The change - and for most it would be a change, since under current rules it is usually possible to avoid consolidation - will affect the whole industry. It is true that IAS rules will only be mandatory for listed companies from January next year, and optional for others. But for two main reasons that limited effect will be short lived. First, it is unlikely that the two sets of standards will co-exist for very long. Many companies will voluntarily convert to IAS as those standards begin to dominate. Secondly, all major national accounting standards boards are committed to a process of convergence with IAS, and it is likely that the two sets of rules will be virtually identical before too long. Inevitably, national rules will change to reflect the IAS standards, rather than the other way around.

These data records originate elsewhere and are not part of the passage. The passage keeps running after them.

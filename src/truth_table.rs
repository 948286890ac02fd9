//! Truth tables of expressions.
//!
//! A table over n variables has 2ⁿ rows. Row i assigns the variables the bits
//! of i, with the first (lexicographically smallest) variable as the most
//! significant bit:
//!
//! ```text
//! row  a b | f
//!   0  0 0 | f(0,0)
//!   1  0 1 | f(0,1)
//!   2  1 0 | f(1,0)
//!   3  1 1 | f(1,1)
//! ```

use std::collections::{BTreeSet, HashMap};

use crate::ast::Expr;

/// Lower bound on the variable count of tables that cannot be built.
pub const MAX_VARIABLES: usize = usize::BITS as usize;

/// One row of a [`TruthTable`].
#[derive(Debug, Clone, PartialEq, Eq)]
pub struct Row {
    /// Values of the table's variables, in the same order.
    pub assignment: Vec<bool>,
    pub result: bool,
}

/// The full input/output behavior of an expression.
#[derive(Debug, Clone, PartialEq, Eq)]
pub struct TruthTable {
    pub variables: Vec<String>,
    pub rows: Vec<Row>,
}

impl TruthTable {
    /// Tabulates `expr` over its own variables.
    ///
    /// Panics with [`MAX_VARIABLES`] or more variables, see [`TruthTable::with_variables`].
    ///
    /// ```
    /// use bool_synth::parser::parse;
    /// use bool_synth::truth_table::TruthTable;
    ///
    /// let table = TruthTable::new(&parse("a'b + ab'").unwrap());
    /// assert_eq!(table.variables, vec!["a", "b"]);
    /// assert_eq!(table.column(), vec![false, true, true, false]);
    /// ```
    pub fn new(expr: &Expr) -> Self {
        Self::with_variables(expr, expr.collect_variables().into_iter().collect())
    }

    /// Tabulates `expr` over the given variables. Variables of `expr` missing
    /// from `variables` evaluate to `false`.
    ///
    /// # Panics
    ///
    /// Panics if there are [`MAX_VARIABLES`] or more variables, since the row
    /// count would not fit in a `usize`.
    pub fn with_variables(expr: &Expr, variables: Vec<String>) -> Self {
        let n = variables.len();
        assert!(
            n < MAX_VARIABLES,
            "truth table over {} variables has more rows than fit in a usize",
            n
        );
        let rows = (0..1usize << n)
            .map(|i| {
                let assignment: Vec<bool> = (0..n).map(|j| (i >> (n - 1 - j)) & 1 == 1).collect();
                let result = expr.eval_with(&|name| {
                    variables
                        .iter()
                        .position(|v| v == name)
                        .is_some_and(|j| assignment[j])
                });
                Row { assignment, result }
            })
            .collect();
        TruthTable { variables, rows }
    }

    /// Results only, in row order.
    pub fn column(&self) -> Vec<bool> {
        self.rows.iter().map(|row| row.result).collect()
    }

    /// The column of a variable itself: its value in each row.
    pub fn variable_column(&self, index: usize) -> Vec<bool> {
        self.rows.iter().map(|row| row.assignment[index]).collect()
    }

    pub fn is_tautology(&self) -> bool {
        self.rows.iter().all(|row| row.result)
    }

    pub fn is_contradiction(&self) -> bool {
        self.rows.iter().all(|row| !row.result)
    }

    /// The assignment of row `i` as a map, as accepted by [`Expr::eval`].
    pub fn row_assignment(&self, i: usize) -> HashMap<String, bool> {
        self.variables
            .iter()
            .cloned()
            .zip(self.rows[i].assignment.iter().copied())
            .collect()
    }
}

impl Expr {
    /// Whether both expressions agree under every assignment of their variables.
    ///
    /// Runs in time exponential in the number of distinct variables, and panics
    /// with [`MAX_VARIABLES`] or more of them.
    pub fn equivalent(&self, other: &Expr) -> bool {
        let mut variables = BTreeSet::new();
        self.collect_names(false, &mut variables);
        other.collect_names(false, &mut variables);
        let variables: Vec<String> = variables.into_iter().collect();
        TruthTable::with_variables(self, variables.clone()).column()
            == TruthTable::with_variables(other, variables).column()
    }
}

#[cfg(test)]
mod tests {
    use super::*;

    use crate::parser::parse;
    use test_log::test;

    #[test]
    fn test_row_order() {
        let table = TruthTable::new(&parse("a").unwrap());
        assert_eq!(table.rows.len(), 2);
        assert_eq!(table.rows[0].assignment, vec![false]);
        assert_eq!(table.rows[1].assignment, vec![true]);

        let table = TruthTable::new(&parse("c + a + b").unwrap());
        assert_eq!(table.variables, vec!["a", "b", "c"]);
        assert_eq!(table.rows[1].assignment, vec![false, false, true]);
        assert_eq!(table.rows[4].assignment, vec![true, false, false]);
        assert_eq!(table.variable_column(0), vec![false, false, false, false, true, true, true, true]);
    }

    #[test]
    fn test_columns() {
        let table = TruthTable::new(&parse("ab").unwrap());
        assert_eq!(table.column(), vec![false, false, false, true]);
        let table = TruthTable::new(&parse("a XNOR b").unwrap());
        assert_eq!(table.column(), vec![true, false, false, true]);
    }

    #[test]
    fn test_constants_have_no_columns() {
        let table = TruthTable::new(&parse("a + 1").unwrap());
        assert_eq!(table.variables, vec!["a"]);
        assert!(table.is_tautology());

        let table = TruthTable::new(&parse("0").unwrap());
        assert!(table.variables.is_empty());
        assert_eq!(table.rows.len(), 1);
        assert!(table.is_contradiction());
    }

    #[test]
    fn test_row_assignment() {
        let e = parse("a + b'").unwrap();
        let table = TruthTable::new(&e);
        for (i, row) in table.rows.iter().enumerate() {
            assert_eq!(e.eval(&table.row_assignment(i)), row.result);
        }
    }

    #[test]
    #[should_panic(expected = "more rows than fit in a usize")]
    fn test_too_many_variables() {
        let e = Expr::or((0..MAX_VARIABLES).map(|i| Expr::var(format!("x{}", i))));
        TruthTable::new(&e);
    }

    #[test]
    fn test_equivalent() {
        let e = parse("(ab)'").unwrap();
        assert!(e.equivalent(&parse("a'+b'").unwrap()));
        assert!(!e.equivalent(&parse("a'b'").unwrap()));
        assert!(parse("a+a'").unwrap().equivalent(&parse("1").unwrap()));
        assert!(!parse("a").unwrap().equivalent(&parse("b").unwrap()));
    }
}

So IAS matters to the private equity community, even those operating outside the public markets. The European Private Equity and Venture Capital Association (EVCA) has made its position very clear, and published case studies illustrating that the rules will create very odd results for funds which are forced to consolidate. Coming up with some sensible and widely respected valuation policies is a project on which the BVCA, the EVCA and a number of other national associations, have spent a considerable amount of time. Finding the right way to value investments in illiquid private companies is not easy. It will be a retrograde step if published accounts are encouraged, let alone required, to use a rule which works well for trading companies, but looks very odd in an investment context.

There is still time, and the private equity industry is working hard to secure an exemption for investment companies. Given that the purpose of the international accounting project is to improve the quality of financial information available to users of financial statements, it would be paradoxical if the lobbying were unsuccessful.